Wie nimmst du rückblickend die Zeit zwischen deiner Teilnahme am open mike und der Veröffentlichung deines Debüts wahr?
Das war bei mir eine sehr lange Zeit, in der das Schreiben immer mal wieder in den Hintergrund getreten ist, aber nie ganz weg war. Bei der Teilnahme am open mike sind meine Texte zum ersten Mal überhaupt öffentlich in Erscheinung getreten. Und jetzt gibt es mit dem Buch eine Art Ankommen. Überhaupt habe ich den damaligen open mike in sehr guter Erinnerung; es sind dabei Freundschaften entstanden, die bis heute halten.
Was gefällt dir am besten am Schreiben?
Bei mir gibt es normalerweise drei Phasen: Materialsammlung, Kondensierung des Materials in mögliche Texte und schließlich das Fertigstellen. Das Sammeln geht so nebenher.
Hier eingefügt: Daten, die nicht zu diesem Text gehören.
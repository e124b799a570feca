// Task store: in-memory board state with JSON persistence and change notification

use crate::error::BoardError;
use crate::task::{CreateTaskInput, CreatedBy, Task, TaskStatus};
use fs2::FileExt;
use std::fs;
use std::io::Write;
use std::path::{Path, PathBuf};
use tracing::{debug, warn};
use uuid::Uuid;

/// Directory under the workspace root that holds the board file.
pub const BOARD_DIR: &str = ".kanban";

/// Board file name inside [`BOARD_DIR`].
pub const BOARD_FILE: &str = "board.json";

type Subscriber = Box<dyn Fn(&[Task])>;

/// Single source of truth for all task state.
///
/// Owns the task collection, enforces the in_progress exclusivity rule,
/// persists the whole collection after every mutation, and notifies
/// subscribers with a post-mutation snapshot. Persistence failures are
/// logged and never surfaced to callers; the in-memory collection stays
/// authoritative.
pub struct TaskStore {
    file_path: PathBuf,
    tasks: Vec<Task>,
    subscribers: Vec<Subscriber>,
}

impl TaskStore {
    /// Open the store for the given workspace root, loading any persisted
    /// board from `.kanban/board.json`.
    ///
    /// A missing file yields an empty board; an unreadable or malformed file
    /// is logged and also yields an empty board. Never fails.
    pub fn open<P: AsRef<Path>>(workspace_root: P) -> Self {
        let file_path = workspace_root.as_ref().join(BOARD_DIR).join(BOARD_FILE);
        let tasks = Self::load(&file_path);

        Self {
            file_path,
            tasks,
            subscribers: Vec::new(),
        }
    }

    /// Path of the persisted board file.
    pub fn file_path(&self) -> &Path {
        &self.file_path
    }

    /// Register a change subscriber.
    ///
    /// Subscribers run synchronously, in registration order, after every
    /// successful mutation, each receiving the same full-collection snapshot.
    pub fn subscribe<F: Fn(&[Task]) + 'static>(&mut self, callback: F) {
        self.subscribers.push(Box::new(callback));
    }

    /// Create one task per input, all entering at `ready`.
    ///
    /// Titles and order values are accepted as-is; duplicate or negative
    /// orders are not rejected. The whole collection is re-sorted by `order`
    /// ascending afterwards (ties land in unspecified order). Never fails.
    pub fn create_tasks(&mut self, inputs: &[CreateTaskInput]) {
        let new_tasks = inputs.iter().map(|input| Task {
            id: generate_id(),
            title: input.title.clone(),
            status: TaskStatus::Ready,
            order: input.order,
            created_by: CreatedBy::Agent,
        });

        self.tasks.extend(new_tasks);
        self.tasks.sort_unstable_by(|a, b| a.order.total_cmp(&b.order));
        self.save();
        self.notify();
    }

    /// Move a task to a different status (column).
    ///
    /// Any status-to-status transition is allowed except that at most one
    /// task may hold `in_progress` at a time: moving a second task there
    /// fails with [`BoardError::Conflict`] naming the blocking task, and the
    /// target task is left unchanged. Unknown ids fail with
    /// [`BoardError::NotFound`].
    pub fn set_task_status(&mut self, task_id: &str, status: TaskStatus) -> Result<(), BoardError> {
        let index = self
            .tasks
            .iter()
            .position(|t| t.id == task_id)
            .ok_or_else(|| BoardError::NotFound {
                id: task_id.to_string(),
            })?;

        if status == TaskStatus::InProgress {
            if let Some(blocking) = self
                .tasks
                .iter()
                .find(|t| t.status == TaskStatus::InProgress && t.id != task_id)
            {
                return Err(BoardError::Conflict {
                    title: blocking.title.clone(),
                });
            }
        }

        self.tasks[index].status = status;
        self.save();
        self.notify();
        Ok(())
    }

    /// Snapshot of the current collection in its current sort order.
    pub fn get_tasks(&self) -> Vec<Task> {
        self.tasks.clone()
    }

    /// Clear all tasks. Never fails.
    pub fn reset_board(&mut self) {
        self.tasks.clear();
        self.save();
        self.notify();
    }

    fn notify(&self) {
        for subscriber in &self.subscribers {
            subscriber(&self.tasks);
        }
    }

    /// Persist the collection as a pretty-printed JSON array, overwriting the
    /// whole file. All failures are logged and swallowed; the in-memory
    /// collection remains the source of truth.
    fn save(&self) {
        if let Some(dir) = self.file_path.parent() {
            if let Err(e) = fs::create_dir_all(dir) {
                warn!(dir = ?dir, error = ?e, "Failed to create board directory, skipping save");
                return;
            }
        }

        let json = match serde_json::to_string_pretty(&self.tasks) {
            Ok(j) => j,
            Err(e) => {
                warn!(error = ?e, "Failed to serialize board, skipping save");
                return;
            }
        };

        let result = fs::OpenOptions::new()
            .create(true)
            .write(true)
            .truncate(true)
            .open(&self.file_path)
            .and_then(|mut file| {
                // Exclusive lock so a concurrent reader never sees a torn write
                file.lock_exclusive()?;
                file.write_all(json.as_bytes())?;
                file.sync_all()
            });

        if let Err(e) = result {
            warn!(path = ?self.file_path, error = ?e, "Failed to save board");
        }
    }

    fn load(path: &Path) -> Vec<Task> {
        let content = match fs::read_to_string(path) {
            Ok(c) => c,
            Err(e) if e.kind() == std::io::ErrorKind::NotFound => {
                debug!(path = ?path, "No board file, starting empty");
                return Vec::new();
            }
            Err(e) => {
                warn!(path = ?path, error = ?e, "Failed to read board file, starting empty");
                return Vec::new();
            }
        };

        match serde_json::from_str::<Vec<Task>>(&content) {
            Ok(tasks) => {
                debug!(path = ?path, count = tasks.len(), "Loaded board");
                tasks
            }
            Err(e) => {
                warn!(path = ?path, error = ?e, "Malformed board file, starting empty");
                Vec::new()
            }
        }
    }
}

fn generate_id() -> String {
    format!("task-{}", Uuid::now_v7())
}
use clap::{Parser, Subcommand};
use eyre::Result;
use kanban_agent::{CreateTaskInput, TaskStatus, TaskStore, tools, view};
use std::path::PathBuf;

#[derive(Parser)]
#[command(name = "kanban")]
#[command(about = "Agent-driven kanban task board with JSON persistence")]
#[command(version)]
struct Cli {
    /// Workspace root holding the .kanban directory (default: current directory)
    #[arg(short, long, default_value = ".")]
    store_path: PathBuf,

    #[command(subcommand)]
    command: Commands,
}

#[derive(Subcommand)]
enum Commands {
    /// Create tasks in 'ready' status, ordered after the current board
    Create {
        /// Task titles, in board order
        #[arg(required = true)]
        titles: Vec<String>,
    },

    /// Move a task to a different status column
    Status {
        /// Task id (see `kanban list`)
        task_id: String,

        /// Target status: ready, in_progress, in_review, or done
        status: String,
    },

    /// List all tasks with per-status counts
    List,

    /// Clear the whole board
    Reset,

    /// Render the board as colored columns
    Board,
}

fn main() -> Result<()> {
    tracing_subscriber::fmt::init();

    let cli = Cli::parse();
    let mut store = TaskStore::open(&cli.store_path);

    match cli.command {
        Commands::Create { titles } => {
            // New tasks sort after everything already on the board
            let base = store
                .get_tasks()
                .iter()
                .map(|t| t.order)
                .fold(f64::NEG_INFINITY, f64::max)
                .max(-1.0);

            let inputs: Vec<CreateTaskInput> = titles
                .iter()
                .enumerate()
                .map(|(i, title)| CreateTaskInput {
                    title: title.clone(),
                    order: base + 1.0 + i as f64,
                })
                .collect();

            let args = tools::CreateTasksArgs { tasks: inputs };
            println!("{}", tools::create_tasks_invoke(&mut store, &args));
        }
        Commands::Status { task_id, status } => {
            let status: TaskStatus = status.parse().map_err(|e: String| eyre::eyre!(e))?;
            let args = tools::UpdateTaskArgs { task_id, status };
            println!("{}", tools::update_task_invoke(&mut store, &args)?);
        }
        Commands::List => {
            println!("{}", tools::get_tasks_invoke(&store));
        }
        Commands::Reset => {
            println!("{}", tools::reset_board_invoke(&mut store));
        }
        Commands::Board => {
            let columns = view::BoardColumns::from_tasks(&store.get_tasks());
            print!("{}", view::render(&columns));
        }
    }

    Ok(())
}
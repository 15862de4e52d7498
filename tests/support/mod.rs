// tests/support/mod.rs
// Shared by several integration test binaries; each binary only uses part
// of it, hence the blanket allows.
#[allow(dead_code, unused_imports)]
pub mod mocks;

#[allow(dead_code, unused_imports)]
pub mod helpers;

#[allow(dead_code, unused_imports)]
pub mod builders;

#[allow(unused_imports)]
pub use mocks::*;

#[allow(unused_imports)]
pub use helpers::*;
#[allow(unused_imports)]
pub use builders::*;
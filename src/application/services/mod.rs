// src/application/services/mod.rs
use std::sync::Arc;

use crate::{
    application::{
        ApplicationResult,
        commands::{
            articles::ArticleCommandService,
            auth::{AuthCommandService, TokenLifetimes},
        },
        ports::{
            feed::ArticleFeed,
            sanitizer::HtmlSanitizer,
            security::{PasswordHasher, TokenManager},
            time::Clock,
            util::SlugGenerator,
        },
        queries::{articles::ArticleQueryService, views::ViewQueryService},
        seo::{SiteProfile, render_sitemap, sitemap_entries},
    },
    domain::{
        article::{ArticleReadRepository, ArticleWriteRepository, sort_catalogue},
        user::{AccountRepository, UserId},
    },
};

pub struct ApplicationServices {
    pub auth_commands: Arc<AuthCommandService>,
    pub article_commands: Arc<ArticleCommandService>,
    pub article_queries: Arc<ArticleQueryService>,
    pub views: Arc<ViewQueryService>,
    token_manager: Arc<dyn TokenManager>,
    article_read_repo: Arc<dyn ArticleReadRepository>,
    clock: Arc<dyn Clock>,
    site: SiteProfile,
}

impl ApplicationServices {
    #[allow(clippy::too_many_arguments)]
    pub fn new(
        article_write_repo: Arc<dyn ArticleWriteRepository>,
        article_read_repo: Arc<dyn ArticleReadRepository>,
        account_repo: Arc<dyn AccountRepository>,
        password_hasher: Arc<dyn PasswordHasher>,
        token_manager: Arc<dyn TokenManager>,
        sanitizer: Arc<dyn HtmlSanitizer>,
        feed: Arc<dyn ArticleFeed>,
        clock: Arc<dyn Clock>,
        slugger: Arc<dyn SlugGenerator>,
        site: SiteProfile,
        admin_uid: UserId,
        lifetimes: TokenLifetimes,
    ) -> Self {
        let auth_commands = Arc::new(AuthCommandService::new(
            Arc::clone(&account_repo),
            Arc::clone(&password_hasher),
            Arc::clone(&token_manager),
            admin_uid,
            lifetimes,
        ));

        let article_commands = Arc::new(ArticleCommandService::new(
            Arc::clone(&article_write_repo),
            Arc::clone(&article_read_repo),
            Arc::clone(&slugger),
            Arc::clone(&sanitizer),
            Arc::clone(&feed),
            Arc::clone(&clock),
        ));

        let article_queries = Arc::new(ArticleQueryService::new(
            Arc::clone(&article_read_repo),
            Arc::clone(&feed),
        ));

        let views = Arc::new(ViewQueryService::new(
            Arc::clone(&article_read_repo),
            Arc::clone(&sanitizer),
            Arc::clone(&slugger),
            Arc::clone(&clock),
            site.clone(),
        ));

        Self {
            auth_commands,
            article_commands,
            article_queries,
            views,
            token_manager,
            article_read_repo,
            clock,
            site,
        }
    }

    pub fn token_manager(&self) -> Arc<dyn TokenManager> {
        Arc::clone(&self.token_manager)
    }

    pub fn clock(&self) -> Arc<dyn Clock> {
        Arc::clone(&self.clock)
    }

    pub fn site(&self) -> &SiteProfile {
        &self.site
    }

    /// Sitemap of the public site, dated today.
    pub async fn sitemap_xml(&self) -> ApplicationResult<String> {
        let mut articles = self.article_read_repo.list().await?;
        sort_catalogue(&mut articles);
        let entries = sitemap_entries(&self.site, &articles, self.clock.today());
        render_sitemap(&entries)
    }
}
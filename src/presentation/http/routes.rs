// src/presentation/http/routes.rs
use crate::config::AppConfig;
use crate::presentation::http::state::HttpState;
use crate::presentation::http::{
    controllers::{admin, articles, auth, feed, site, views},
    middleware::rate_limit::login_rate_limit_layer,
    openapi,
};
use axum::{
    Extension, Router,
    http::{HeaderValue, Method, header},
    routing::{get, post},
};
use std::time::Duration;
use tower_http::{compression::CompressionLayer, cors::CorsLayer, trace::TraceLayer};

pub fn build_router(state: HttpState) -> Router {
    build_router_with_rate_limiter(state, true)
}

/// Same router, optionally without the per-client limit on `/api/v1/auth/login`.
/// The limiter keys on the peer address, so the server must be started with
/// `into_make_service_with_connect_info::<SocketAddr>()` when it is enabled.
pub fn build_router_with_rate_limiter(state: HttpState, enable_rate_limiter: bool) -> Router {
    let login_route = if enable_rate_limiter {
        post(auth::login).layer(login_rate_limit_layer())
    } else {
        post(auth::login)
    };

    Router::new()
        .merge(openapi::docs_router())
        .route("/health", get(site::health))
        .route("/sitemap.xml", get(site::sitemap))
        .route("/api/v1/auth/anonymous", post(auth::sign_in_anonymously))
        .route("/api/v1/auth/login", login_route)
        .route("/api/v1/auth/me", get(auth::profile))
        .route("/api/v1/view", get(views::resolve_view))
        .route(
            "/api/v1/articles",
            get(articles::list_articles).post(articles::create_article),
        )
        .route("/api/v1/articles/live", get(feed::live_articles))
        .route(
            "/api/v1/articles/by-slug/{slug}",
            get(articles::get_article_by_slug),
        )
        .route(
            "/api/v1/articles/{id}",
            get(articles::get_article)
                .put(articles::update_article)
                .delete(articles::delete_article),
        )
        .route("/api/v1/admin/preview", post(admin::preview_article))
        .route("/api/v1/admin/analytics", get(admin::analytics))
        .layer(CompressionLayer::new())
        .layer(TraceLayer::new_for_http())
        .layer(cors_layer(&AppConfig::allowed_origins_from_env()))
        .layer(Extension(state))
}

fn cors_layer(origins: &[String]) -> CorsLayer {
    let origins: Vec<HeaderValue> = origins
        .iter()
        .filter_map(|origin| match origin.parse::<HeaderValue>() {
            Ok(value) => Some(value),
            Err(_) => {
                tracing::warn!(%origin, "ignoring malformed CORS origin");
                None
            }
        })
        .collect();

    CorsLayer::new()
        .allow_origin(origins)
        .allow_methods([
            Method::GET,
            Method::POST,
            Method::PUT,
            Method::DELETE,
            Method::OPTIONS,
        ])
        .allow_headers([header::AUTHORIZATION, header::CONTENT_TYPE])
        .max_age(Duration::from_secs(3600))
}
use super::{ArticleCardDto, ArticleDto};
use serde::{Deserialize, Serialize};
use utoipa::ToSchema;

/// One `<meta>` tag; `attribute` is `property` for OpenGraph and `name` otherwise.
#[derive(Debug, Clone, PartialEq, Eq, Serialize, Deserialize, ToSchema)]
pub struct MetaTagDto {
    pub attribute: String,
    pub key: String,
    pub content: String,
}

#[derive(Debug, Clone, PartialEq, Eq, Serialize, Deserialize, ToSchema)]
#[serde(rename_all = "camelCase")]
pub struct PageMetaDto {
    pub title: String,
    pub description: String,
    pub canonical_url: String,
    pub image: String,
    pub og_type: String,
    pub tags: Vec<MetaTagDto>,
}

#[derive(Debug, Clone, PartialEq, Eq, Serialize, Deserialize, ToSchema)]
pub struct BreadcrumbItemDto {
    pub label: String,
    /// Query suffix to navigate to; absent for the current location.
    #[serde(default, skip_serializing_if = "Option::is_none")]
    pub href: Option<String>,
}

#[derive(Debug, Clone, Serialize, Deserialize, ToSchema)]
#[serde(rename_all = "camelCase")]
pub struct CatalogueViewDto {
    pub section: String,
    #[serde(default, skip_serializing_if = "Option::is_none")]
    pub sub_category: Option<String>,
    pub heading: String,
    #[serde(default, skip_serializing_if = "Option::is_none")]
    pub filter_label: Option<String>,
    pub articles: Vec<ArticleCardDto>,
    #[serde(default, skip_serializing_if = "Option::is_none")]
    pub empty_message: Option<String>,
}

#[derive(Debug, Clone, PartialEq, Eq, Serialize, Deserialize, ToSchema)]
pub struct AffiliateCtaDto {
    #[serde(default, skip_serializing_if = "Option::is_none")]
    pub href: Option<String>,
    pub label: String,
    pub partner: String,
}

#[derive(Debug, Clone, Serialize, Deserialize, ToSchema)]
#[serde(rename_all = "camelCase")]
pub struct ArticleViewDto {
    /// Article with its HTML content already sanitized.
    pub article: ArticleDto,
    /// SEO-friendly `<category>/<title>` path.
    pub seo_path: String,
    pub affiliate: AffiliateCtaDto,
    pub related: Vec<ArticleCardDto>,
    #[serde(default, skip_serializing_if = "Option::is_none")]
    pub related_heading: Option<String>,
}

#[derive(Debug, Clone, PartialEq, Eq, Serialize, Deserialize, ToSchema)]
pub struct PageViewDto {
    pub key: String,
    pub title: String,
    pub paragraphs: Vec<String>,
}

#[derive(Debug, Clone, Serialize, Deserialize, ToSchema)]
#[serde(rename_all = "camelCase")]
pub struct AdminViewDto {
    pub article_count: usize,
    pub articles: Vec<ArticleDto>,
    #[serde(default, skip_serializing_if = "Option::is_none")]
    pub analytics_url: Option<String>,
}

#[derive(Debug, Clone, Serialize, Deserialize, ToSchema)]
#[serde(tag = "kind", rename_all = "snake_case")]
pub enum ViewContent {
    Catalogue(CatalogueViewDto),
    Article(ArticleViewDto),
    Page(PageViewDto),
    Admin(AdminViewDto),
}

/// Everything a client needs to render one navigation state.
#[derive(Debug, Clone, Serialize, Deserialize, ToSchema)]
#[serde(rename_all = "camelCase")]
pub struct ViewDto {
    pub view: String,
    pub route: String,
    pub meta: PageMetaDto,
    pub breadcrumb: Vec<BreadcrumbItemDto>,
    #[serde(default, skip_serializing_if = "Option::is_none")]
    #[schema(value_type = Option<Object>)]
    pub structured_data: Option<serde_json::Value>,
    pub content: ViewContent,
}
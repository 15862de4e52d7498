// src/application/queries/views/admin.rs
use super::ViewQueryService;
use crate::{
    application::{
        dto::{AdminViewDto, ArticleDto, ViewContent, ViewDto},
        seo::{PageMeta, breadcrumb},
    },
    domain::{article::Article, navigation::Route},
};

const ADMIN_TITLE: &str = "Atelier de Rédaction";

impl ViewQueryService {
    /// Console listing every article. Callers check the administrator role first.
    pub(super) fn admin_view(&self, catalogue: Vec<Article>) -> ViewDto {
        let route = Route::Admin;
        let articles: Vec<ArticleDto> = catalogue.into_iter().map(ArticleDto::from).collect();

        ViewDto {
            view: route.view_name().to_string(),
            route: route.to_query(),
            meta: PageMeta::new(ADMIN_TITLE, ADMIN_TITLE, route.clone()).render(&self.site),
            breadcrumb: breadcrumb::page_trail(ADMIN_TITLE),
            structured_data: None,
            content: ViewContent::Admin(AdminViewDto {
                article_count: articles.len(),
                articles,
                analytics_url: self.site.analytics_embed_url(),
            }),
        }
    }
}
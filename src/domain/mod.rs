pub mod article;
pub mod errors;
pub mod navigation;
pub mod user;
// src/application/commands/articles/mod.rs
mod create;
mod delete;
mod service;
mod snapshot;
mod update;

pub use create::{CreateArticleCommand, CreateArticleCommandBuilder};
pub use delete::DeleteArticleCommand;
pub use service::ArticleCommandService;
pub use update::UpdateArticleCommand;
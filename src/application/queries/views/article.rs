// src/application/queries/views/article.rs
use super::ViewQueryService;
use crate::{
    application::{
        dto::{AffiliateCtaDto, ArticleCardDto, ArticleDto, ArticleViewDto, ViewContent, ViewDto},
        seo::{PageMeta, breadcrumb, structured_data},
    },
    domain::{
        article::{Article, related_articles},
        navigation::Route,
    },
};

impl ViewQueryService {
    pub(super) fn article_view(&self, catalogue: &[Article], article: &Article) -> ViewDto {
        let route = Route::Article(article.id.clone());
        let related: Vec<ArticleCardDto> = related_articles(catalogue, article)
            .into_iter()
            .map(ArticleCardDto::from)
            .collect();

        ViewDto {
            view: route.view_name().to_string(),
            route: route.to_query(),
            meta: PageMeta::for_article(article).render(&self.site),
            breadcrumb: breadcrumb::article_trail(article),
            structured_data: Some(structured_data::article_review(&self.site, article)),
            content: ViewContent::Article(self.article_content(article, related)),
        }
    }

    /// Article body for display: content is sanitized again on the way out.
    pub(super) fn article_content(&self, article: &Article, related: Vec<ArticleCardDto>) -> ArticleViewDto {
        let kind = article.fields.affiliate_type;
        let affiliate = AffiliateCtaDto {
            href: article
                .fields
                .affiliate_link
                .as_ref()
                .map(|link| link.as_str().to_string()),
            label: kind.call_to_action().to_string(),
            partner: kind.partner_name().to_string(),
        };

        let mut dto = ArticleDto::from(article.clone());
        dto.content = self.sanitizer.sanitize(&dto.content);

        let related_heading = (!related.is_empty()).then(|| {
            format!(
                "D'autres pépites {} ?",
                article.category().as_str().to_lowercase()
            )
        });

        let seo_path = self
            .slugger
            .article_path(article.category().as_str(), article.fields.title.as_str());

        ArticleViewDto {
            article: dto,
            seo_path,
            affiliate,
            related,
            related_heading,
        }
    }
}
// src/presentation/http/state.rs
use crate::application::services::ApplicationServices;
use std::sync::Arc;

/// Shared with every handler through an `Extension` layer.
#[derive(Clone)]
pub struct HttpState {
    pub services: Arc<ApplicationServices>,
}
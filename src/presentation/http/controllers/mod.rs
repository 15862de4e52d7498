// src/presentation/http/controllers/mod.rs
pub mod admin;
pub mod articles;
pub mod auth;
pub mod feed;
pub mod site;
pub mod views;
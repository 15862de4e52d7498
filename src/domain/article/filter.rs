// src/domain/article/filter.rs
use crate::domain::article::category::{Section, SubCategory};
use crate::domain::article::entity::Article;

pub const RELATED_LIMIT: usize = 3;

#[derive(Debug, Clone, Copy, PartialEq, Eq, Default)]
pub struct ArticleFilter {
    pub section: Section,
    pub sub_category: Option<SubCategory>,
}

impl ArticleFilter {
    pub fn section(section: Section) -> Self {
        Self {
            section,
            sub_category: None,
        }
    }

    pub fn gallery(section: Section, sub_category: SubCategory) -> Self {
        Self {
            section,
            sub_category: Some(sub_category),
        }
    }

    pub fn is_unfiltered(&self) -> bool {
        self.section == Section::All && self.sub_category.is_none()
    }

    pub fn matches(&self, article: &Article) -> bool {
        if !self.section.includes(article.category()) {
            return false;
        }
        self.sub_category
            .is_none_or(|sub| article.sub_category() == sub)
    }

    pub fn apply<'a>(&self, articles: &'a [Article]) -> Vec<&'a Article> {
        articles.iter().filter(|a| self.matches(a)).collect()
    }
}

/// Catalogue order: newest first, id as tie-breaker so the order is stable.
pub fn sort_catalogue(articles: &mut [Article]) {
    articles.sort_by(|a, b| {
        b.created_at
            .cmp(&a.created_at)
            .then_with(|| b.id.as_str().cmp(a.id.as_str()))
    });
}

/// Other articles of the same category, in catalogue order.
pub fn related_articles<'a>(catalogue: &'a [Article], article: &Article) -> Vec<&'a Article> {
    catalogue
        .iter()
        .filter(|other| other.category() == article.category() && other.id != article.id)
        .take(RELATED_LIMIT)
        .collect()
}
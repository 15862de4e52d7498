// tests/support/builders.rs
use chrono::{DateTime, Duration, Utc};

use clara_blog::application::ports::util::SlugGenerator;
use clara_blog::domain::article::*;
use clara_blog::infrastructure::util::DefaultSlugGenerator;

use super::mocks::fixed_now;

pub struct ArticleBuilder {
    id: String,
    title: String,
    category: Category,
    excerpt: String,
    content: String,
    image_url: String,
    image_alt: String,
    affiliate_link: Option<String>,
    affiliate_type: AffiliateType,
    created_at: DateTime<Utc>,
}

impl ArticleBuilder {
    pub fn new(id: impl Into<String>) -> Self {
        Self {
            id: id.into(),
            title: "Legging gainant".into(),
            category: Category::Activewear,
            excerpt: "Tenue parfaite pendant une heure de HIIT.".into(),
            content: "<p>Testé pendant trois semaines.</p>".into(),
            image_url: "images/legging.webp".into(),
            image_alt: "Legging noir".into(),
            affiliate_link: Some("https://amzn.to/legging".into()),
            affiliate_type: AffiliateType::Amazon,
            created_at: fixed_now() - Duration::days(1),
        }
    }

    pub fn title(mut self, title: impl Into<String>) -> Self {
        self.title = title.into();
        self
    }

    pub fn category(mut self, category: Category) -> Self {
        self.category = category;
        self
    }

    pub fn content(mut self, content: impl Into<String>) -> Self {
        self.content = content.into();
        self
    }

    pub fn affiliate(mut self, link: Option<&str>, kind: AffiliateType) -> Self {
        self.affiliate_link = link.map(Into::into);
        self.affiliate_type = kind;
        self
    }

    /// 作成日時を固定時刻から `days` 日前に設定
    pub fn days_ago(mut self, days: i64) -> Self {
        self.created_at = fixed_now() - Duration::days(days);
        self
    }

    pub fn build(self) -> Article {
        let slug = DefaultSlugGenerator.slugify(&self.title);
        Article {
            id: ArticleId::new(self.id).unwrap(),
            fields: ArticleFields {
                title: ArticleTitle::new(self.title).unwrap(),
                category: self.category,
                excerpt: ArticleExcerpt::new(self.excerpt).unwrap(),
                content: ArticleContent::new(self.content).unwrap(),
                image_url: ImageUrl::new(self.image_url).unwrap(),
                image_alt: ImageAlt::new(self.image_alt).unwrap(),
                affiliate_link: self.affiliate_link.map(|l| AffiliateLink::new(l).unwrap()),
                affiliate_type: self.affiliate_type,
            },
            slug: ArticleSlug::new(slug).unwrap(),
            created_at: self.created_at,
            updated_at: self.created_at,
        }
    }
}

/// 両セクションにまたがる小さなカタログ（新しい順: g1, m1, t1, m2）
pub fn sample_catalogue() -> Vec<Article> {
    vec![
        ArticleBuilder::new("m1")
            .title("Legging gainant")
            .category(Category::Activewear)
            .days_ago(2)
            .build(),
        ArticleBuilder::new("m2")
            .title("Pyjama en soie")
            .category(Category::Loungewear)
            .days_ago(10)
            .build(),
        ArticleBuilder::new("g1")
            .title("Manette sans fil")
            .category(Category::Geek)
            .affiliate(Some("https://www.instant-gaming.com/fr/"), AffiliateType::InstantGaming)
            .days_ago(1)
            .build(),
        ArticleBuilder::new("t1")
            .title("Casque Bluetooth")
            .category(Category::Tech)
            .affiliate(None, AffiliateType::Amazon)
            .days_ago(5)
            .build(),
    ]
}

/// 管理画面フォームと同じ形の JSON
pub fn article_form(title: &str, category: &str) -> serde_json::Value {
    serde_json::json!({
        "title": title,
        "category": category,
        "excerpt": "Un avis franc et sans détour.",
        "content": "<p>Confort <strong>impeccable</strong>.</p><script>alert(1)</script>",
        "imageUrl": "images/test.webp",
        "imageAlt": "Photo du produit",
        "affiliateLink": "https://amzn.to/xyz",
        "affiliateType": "AMAZON"
    })
}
Das Fertigstellen gefällt mir am besten: Es geht oft sehr schnell und ist manchmal geradezu rauschhaft, wo plötzlich Bezüge aufblitzen und sich Wege im Textdickicht auftun. Dagegen kann …
Und was findest du am unangenehmsten?
… die Phase in der Mitte quälend sein. Ich sitze stundenlang inmitten von Textschnipselbergen und frage mich, wie daraus jemals ein fertiges Irgendwas werden soll.
Welche anderen Künstler*innen prägen dein Schreiben?
Ein großes Aha-Erlebnis verdanke ich John Ashbery: Man kann ja alles sagen! Alle Wörter verwenden! Stark beeinflusst mich auch der ganz normale Wortsalat aus Werbung, Spam, Zeitung, Fachartikeln, der stets um uns herum ist.
Welche Songs würde man auf dem Soundtrack zu deinem Debüt finden?
Diese hier: https://tidal.com/browse/playlist/9572bb93-0445-405d-b350-30c89d3ed138
Vielen Dank für deine Antworten.
Jan Imgrund, geboren 1974 in Düsseldorf, ist Jurist und Lyriker. Er hat in Köln und Paris Rechtswissenschaften studiert und in Göttingen zu einem kartellrechtlichen Thema promoviert. Nach einer längeren Zeit in Brüssel, wo er als Rechtsanwalt in einer Wirtschaftskanzlei gearbeitet hat, lebt und arbeitet er heute in Berlin. Er hat Gedichte in Literaturzeitschriften und Anthologien veröffentlicht. Im Jahr 2006 hat er an der Endrunde des open mike-Wettbewerbs teilgenommen.